WHAT IS EXPECTED — Transcribe the records that follow, keeping every word as it stands.

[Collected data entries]
________________________
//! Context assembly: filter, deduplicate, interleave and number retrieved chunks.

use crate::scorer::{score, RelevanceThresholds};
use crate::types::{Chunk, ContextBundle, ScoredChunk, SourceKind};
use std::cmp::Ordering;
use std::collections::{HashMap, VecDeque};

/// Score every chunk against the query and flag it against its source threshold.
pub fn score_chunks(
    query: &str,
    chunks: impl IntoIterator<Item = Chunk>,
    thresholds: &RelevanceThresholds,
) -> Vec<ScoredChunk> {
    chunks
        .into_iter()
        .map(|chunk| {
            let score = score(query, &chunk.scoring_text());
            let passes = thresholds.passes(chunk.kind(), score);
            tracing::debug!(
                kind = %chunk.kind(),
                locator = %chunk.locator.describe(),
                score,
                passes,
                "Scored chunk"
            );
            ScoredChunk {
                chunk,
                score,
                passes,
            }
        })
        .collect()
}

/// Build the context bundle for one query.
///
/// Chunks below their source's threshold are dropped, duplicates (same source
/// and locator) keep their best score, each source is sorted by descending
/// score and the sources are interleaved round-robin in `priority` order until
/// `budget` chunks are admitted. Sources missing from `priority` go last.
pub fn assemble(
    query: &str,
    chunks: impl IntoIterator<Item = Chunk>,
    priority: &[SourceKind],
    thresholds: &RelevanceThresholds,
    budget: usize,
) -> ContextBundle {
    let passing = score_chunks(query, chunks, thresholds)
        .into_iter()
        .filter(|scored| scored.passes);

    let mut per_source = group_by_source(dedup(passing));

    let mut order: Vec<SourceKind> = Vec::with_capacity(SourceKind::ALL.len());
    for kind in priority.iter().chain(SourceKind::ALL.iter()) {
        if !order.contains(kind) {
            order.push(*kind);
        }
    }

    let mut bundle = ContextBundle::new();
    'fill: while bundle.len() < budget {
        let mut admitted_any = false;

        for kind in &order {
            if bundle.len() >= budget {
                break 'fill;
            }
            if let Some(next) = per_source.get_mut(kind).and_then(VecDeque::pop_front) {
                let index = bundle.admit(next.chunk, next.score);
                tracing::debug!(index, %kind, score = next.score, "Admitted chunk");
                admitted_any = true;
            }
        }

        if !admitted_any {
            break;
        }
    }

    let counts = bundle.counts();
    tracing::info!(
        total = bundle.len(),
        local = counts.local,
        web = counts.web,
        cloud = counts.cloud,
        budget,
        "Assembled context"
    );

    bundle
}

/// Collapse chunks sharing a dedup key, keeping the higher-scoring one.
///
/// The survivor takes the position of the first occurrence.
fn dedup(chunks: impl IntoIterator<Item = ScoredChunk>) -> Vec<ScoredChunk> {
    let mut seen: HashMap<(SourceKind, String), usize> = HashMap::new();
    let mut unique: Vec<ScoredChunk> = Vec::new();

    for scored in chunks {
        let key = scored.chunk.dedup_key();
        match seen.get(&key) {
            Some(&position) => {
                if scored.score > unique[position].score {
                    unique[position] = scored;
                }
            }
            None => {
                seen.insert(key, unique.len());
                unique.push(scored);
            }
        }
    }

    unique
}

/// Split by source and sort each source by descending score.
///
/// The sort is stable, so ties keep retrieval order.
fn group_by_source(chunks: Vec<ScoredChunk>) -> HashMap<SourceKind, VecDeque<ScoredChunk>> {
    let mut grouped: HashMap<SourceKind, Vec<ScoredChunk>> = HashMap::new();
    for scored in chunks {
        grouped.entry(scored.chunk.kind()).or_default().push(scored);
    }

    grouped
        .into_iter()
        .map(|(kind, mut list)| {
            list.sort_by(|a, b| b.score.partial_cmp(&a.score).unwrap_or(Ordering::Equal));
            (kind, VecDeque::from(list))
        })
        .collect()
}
________________________
WRITTEN ANSWER —
//! Context assembly: filter, deduplicate, interleave and number retrieved chunks.

use crate::scorer::{score, RelevanceThresholds};
use crate::types::{Chunk, ContextBundle, ScoredChunk, SourceKind};
use std::cmp::Ordering;
use std::collections::{HashMap, VecDeque};

/// Score every chunk against the query and flag it against its source threshold.
pub fn score_chunks(
    query: &str,
    chunks: impl IntoIterator<Item = Chunk>,
    thresholds: &RelevanceThresholds,
) -> Vec<ScoredChunk> {
    chunks
        .into_iter()
        .map(|chunk| {
            let score = score(query, &chunk.scoring_text());
            let passes = thresholds.passes(chunk.kind(), score);
            tracing::debug!(
                kind = %chunk.kind(),
                locator = %chunk.locator.describe(),
                score,
                passes,
                "Scored chunk"
            );
            ScoredChunk {
                chunk,
                score,
                passes,
            }
        })
        .collect()
}

/// Build the context bundle for one query.
///
/// Chunks below their source's threshold are dropped, duplicates (same source
/// and locator) keep their best score, each source is sorted by descending
/// score and the sources are interleaved round-robin in `priority` order until
/// `budget` chunks are admitted. Sources missing from `priority` go last.
pub fn assemble(
    query: &str,
    chunks: impl IntoIterator<Item = Chunk>,
    priority: &[SourceKind],
    thresholds: &RelevanceThresholds,
    budget: usize,
) -> ContextBundle {
    let passing = score_chunks(query, chunks, thresholds)
        .into_iter()
        .filter(|scored| scored.passes);

    let mut per_source = group_by_source(dedup(passing));

    let mut order: Vec<SourceKind> = Vec::with_capacity(SourceKind::ALL.len());
    for kind in priority.iter().chain(SourceKind::ALL.iter()) {
        if !order.contains(kind) {
            order.push(*kind);
        }
    }

    let mut bundle = ContextBundle::new();
    'fill: while bundle.len() < budget {
        let mut admitted_any = false;

        for kind in &order {
            if bundle.len() >= budget {
                break 'fill;
            }
            if let Some(next) = per_source.get_mut(kind).and_then(VecDeque::pop_front) {
                let index = bundle.admit(next.chunk, next.score);
                tracing::debug!(index, %kind, score = next.score, "Admitted chunk");
                admitted_any = true;
            }
        }

        if !admitted_any {
            break;
        }
    }

    let counts = bundle.counts();
    tracing::info!(
        total = bundle.len(),
        local = counts.local,
        web = counts.web,
        cloud = counts.cloud,
        budget,
        "Assembled context"
    );

    bundle
}

/// Collapse chunks sharing a dedup key, keeping the higher-scoring one.
///
/// The survivor takes the position of the first occurrence.
fn dedup(chunks: impl IntoIterator<Item = ScoredChunk>) -> Vec<ScoredChunk> {
    let mut seen: HashMap<(SourceKind, String), usize> = HashMap::new();
    let mut unique: Vec<ScoredChunk> = Vec::new();

    for scored in chunks {
        let key = scored.chunk.dedup_key();
        match seen.get(&key) {
            Some(&position) => {
                if scored.score > unique[position].score {
                    unique[position] = scored;
                }
            }
            None => {
                seen.insert(key, unique.len());
                unique.push(scored);
            }
        }
    }

    unique
}

/// Split by source and sort each source by descending score.
///
/// The sort is stable, so ties keep retrieval order.
fn group_by_source(chunks: Vec<ScoredChunk>) -> HashMap<SourceKind, VecDeque<ScoredChunk>> {
    let mut grouped: HashMap<SourceKind, Vec<ScoredChunk>> = HashMap::new();
    for scored in chunks {
        grouped.entry(scored.chunk.kind()).or_default().push(scored);
    }

    grouped
        .into_iter()
        .map(|(kind, mut list)| {
            list.sort_by(|a, b| b.score.partial_cmp(&a.score).unwrap_or(Ordering::Equal));
            (kind, VecDeque::from(list))
        })
        .collect()
}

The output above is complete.